Ear :: Viral enzyme to prevent ear infection

Parents might one day give their children a weekly treatment with a nasal spray of virus enzymes to prevent them from getting a severe middle ear infection, based on results of a study done in mice by investigators from St. Jude Children’s Research Hospital and The Rockefeller University, in New York.

Such a treatment would avoid the use of antibiotics, thus eliminating the problem of antibiotic resistance. A report on this study appears in the March issue of the online journal “PLoS Pathogens.”

Middle ear infection, also called acute otitis media, is an inflammation of the middle ear space. About half of all children carry Streptococcus pneumoniae, the bacteria that cause acute otitis media. These bacteria migrate from the nose and throat to the middle ear after an initial influenza virus infection paves the way.

The investigators based their treatment on the ability of viruses called phages to break out of bacteria they infect by using a special enzyme to destroy the cell walls.

The success of the new treatment, which uses a phage enzyme called lysin to kill S. pneumonia, suggests that the strategy could significantly reduce the incidence of acute otitis media in the United States. More than 24 million cases are now diagnosed each year, despite the use of vaccines against S. pneumoniae.

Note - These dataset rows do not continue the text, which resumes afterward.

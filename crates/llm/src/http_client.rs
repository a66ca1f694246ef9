//! HTTP Client Factory
//!
//! Builds the reqwest client shared by HTTP-backed completion clients.

use std::time::Duration;

use crate::types::{LlmError, LlmResult, ProviderConfig};

/// Build a `reqwest::Client` honouring the configured request timeout.
///
/// A timeout of zero disables the client-side timeout.
pub fn build_http_client(config: &ProviderConfig) -> LlmResult<reqwest::Client> {
    let mut builder = reqwest::Client::builder();
    if config.request_timeout_secs > 0 {
        builder = builder.timeout(Duration::from_secs(config.request_timeout_secs));
    }
    builder.build().map_err(|e| LlmError::Other {
        message: format!("failed to build HTTP client: {}", e),
    })
}
//! Tool Executor
//!
//! Resolves a parsed call against the registry, checks focus, coerces
//! arguments against the declared parameters, runs the tool and records the
//! attempt. `execute` is total: every failure mode, including a panicking
//! tool, comes back as an unsuccessful `ExecutionRecord`.

use std::any::Any;
use std::panic::AssertUnwindSafe;
use std::sync::Arc;
use std::time::{Duration, Instant};

use futures_util::FutureExt;
use serde_json::{Map, Value};

use paper_desk_core::{
    ExecutionContext, ExecutionRecord, ParameterType, Tool, ToolArguments, ToolDefinition,
    ToolOutcome, ToolParameter, ToolValue,
};

use crate::log::{ExecutionLog, ExecutionLogEntry, SharedExecutionLog};
use crate::parser::{json_type_name, ParsedCall};
use crate::registry::ToolRegistry;

/// Purpose prefix for tool entries in the execution log.
pub const TOOL_PURPOSE_PREFIX: &str = "tool.";

pub struct ToolExecutor {
    registry: Arc<ToolRegistry>,
    log: SharedExecutionLog,
}

impl ToolExecutor {
    pub fn new(registry: Arc<ToolRegistry>, log: SharedExecutionLog) -> Self {
        Self { registry, log }
    }

    pub fn registry(&self) -> &Arc<ToolRegistry> {
        &self.registry
    }

    /// Execute one parsed call.
    pub async fn execute(&self, call: &ParsedCall, ctx: &ExecutionContext) -> ExecutionRecord {
        let input_summary = Value::Object(call.arguments.clone()).to_string();

        if let Some(error) = &call.error {
            return self.reject(call, ctx, &input_summary, format!("invalid tool call: {}", error));
        }

        let tool = match self.registry.lookup(&call.name) {
            Some(tool) => tool,
            None => {
                let available: Vec<String> = self
                    .registry
                    .available_definitions(ctx.has_focus())
                    .into_iter()
                    .map(|def| def.name)
                    .collect();
                return self.reject(
                    call,
                    ctx,
                    &input_summary,
                    format!(
                        "unknown tool: {}; available: {}",
                        call.name,
                        available.join(", ")
                    ),
                );
            }
        };

        if tool.requires_focus() && !ctx.has_focus() {
            return self.reject(
                call,
                ctx,
                &input_summary,
                format!(
                    "tool '{}' requires a focused document, but none is open; ask the user to open a paper first",
                    call.name
                ),
            );
        }

        let args = match coerce_arguments(tool.definition(), &call.arguments) {
            Ok(args) => args,
            Err(error) => return self.reject(call, ctx, &input_summary, error),
        };

        tracing::debug!(tool = %call.name, session_id = %ctx.session_id(), "executing tool");
        let start = Instant::now();
        let outcome = match AssertUnwindSafe(tool.execute(&args, ctx))
            .catch_unwind()
            .await
        {
            Ok(outcome) => outcome,
            Err(payload) => {
                let message = panic_message(payload.as_ref());
                tracing::error!(tool = %call.name, panic = %message, "tool panicked");
                ToolOutcome::err(format!("tool '{}' panicked: {}", call.name, message))
            }
        };
        let elapsed = start.elapsed();

        if !outcome.success {
            tracing::warn!(
                tool = %call.name,
                error = outcome.error.as_deref().unwrap_or(""),
                "tool reported failure"
            );
        }

        self.record_log(call, ctx, &args.to_json().to_string(), &outcome, elapsed);
        ExecutionRecord::from_outcome(call.name.clone(), outcome, elapsed)
    }

    fn reject(
        &self,
        call: &ParsedCall,
        ctx: &ExecutionContext,
        input_summary: &str,
        error: String,
    ) -> ExecutionRecord {
        tracing::warn!(tool = %call.name, error = %error, "tool call rejected");
        let outcome = ToolOutcome::err(error.clone());
        self.record_log(call, ctx, input_summary, &outcome, Duration::ZERO);
        ExecutionRecord::rejected(call.name.clone(), error)
    }

    fn record_log(
        &self,
        call: &ParsedCall,
        ctx: &ExecutionContext,
        input_summary: &str,
        outcome: &ToolOutcome,
        elapsed: Duration,
    ) {
        let mut entry = ExecutionLogEntry::new(
            format!("{}{}", TOOL_PURPOSE_PREFIX, call.name),
            ctx.session_id(),
            input_summary,
            &outcome.summary(),
            elapsed,
        );
        if !outcome.success {
            entry = entry.with_error(outcome.error.clone().unwrap_or_default());
        }
        self.log.log(entry);
    }
}

/// Coerce raw JSON arguments against a tool's declared parameters.
///
/// Undeclared arguments are dropped, a JSON `null` counts as absent, and
/// absent optional parameters take their default when one is declared.
pub fn coerce_arguments(
    definition: &ToolDefinition,
    raw: &Map<String, Value>,
) -> Result<ToolArguments, String> {
    let mut args = ToolArguments::new();
    for param in &definition.parameters {
        match raw.get(&param.name) {
            None | Some(Value::Null) => {
                if param.required {
                    return Err(format!("missing required parameter: {}", param.name));
                }
                if let Some(default) = &param.default {
                    args.insert(param.name.clone(), default.clone());
                }
            }
            Some(value) => {
                args.insert(param.name.clone(), coerce_value(param, value)?);
            }
        }
    }
    Ok(args)
}

fn coerce_value(param: &ToolParameter, value: &Value) -> Result<ToolValue, String> {
    let coerced = match (param.param_type, value) {
        (ParameterType::String, Value::String(s)) => Some(ToolValue::String(s.clone())),
        (ParameterType::Number, Value::Number(n)) => Some(ToolValue::Number(n.clone())),
        (ParameterType::Boolean, Value::Bool(b)) => Some(ToolValue::Bool(*b)),
        (ParameterType::Array, Value::Array(items)) => Some(ToolValue::List(
            items
                .iter()
                .filter_map(|item| match item {
                    Value::String(s) => Some(s.clone()),
                    Value::Number(n) => Some(n.to_string()),
                    Value::Bool(b) => Some(b.to_string()),
                    _ => None,
                })
                .collect(),
        )),
        _ => None,
    };

    coerced.ok_or_else(|| {
        format!(
            "invalid parameter '{}': expected {}, got {}",
            param.name,
            param.param_type,
            json_type_name(value)
        )
    })
}

fn panic_message(payload: &(dyn Any + Send)) -> String {
    if let Some(message) = payload.downcast_ref::<&str>() {
        (*message).to_string()
    } else if let Some(message) = payload.downcast_ref::<String>() {
        message.clone()
    } else {
        "unknown panic".to_string()
    }
}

“Lysin also appears to hold promise for preventing the secondary pneumonia caused when a person infected with S. pneumoniae is subsequently infected with the influenza virus, said Jonathan McCullers, M.D., associate member in the Infectious Diseases department at St. Jude. McCullers is first author of the “PLoS” paper.

The investigators demonstrated that lysin can eliminate these bacteria from the ear using mice developed at St. Jude that represented the first such model in which acute otitis media develops in a similar way that it develops the disease in children. The mice were treated by purified lysin that was prepared in the laboratory of Vincent A. Fischetti, Ph.D., a professor and co- head of the Laboratory of Bacterial Pathogenesis and Immunology at The Rockefeller University. He was assisted by Jutta M. Loeffler, postdoctoral associate. Fischetti is senior author of the “PLoS” paper.

“The nasal spray may eventually be used weekly during flu season to keep a person free of Streptococcus pneumoniae or after infection with the flu virus,” said Fischetti. “This might truly be a case in which an ounce of prevention would be worth a pound of cure.”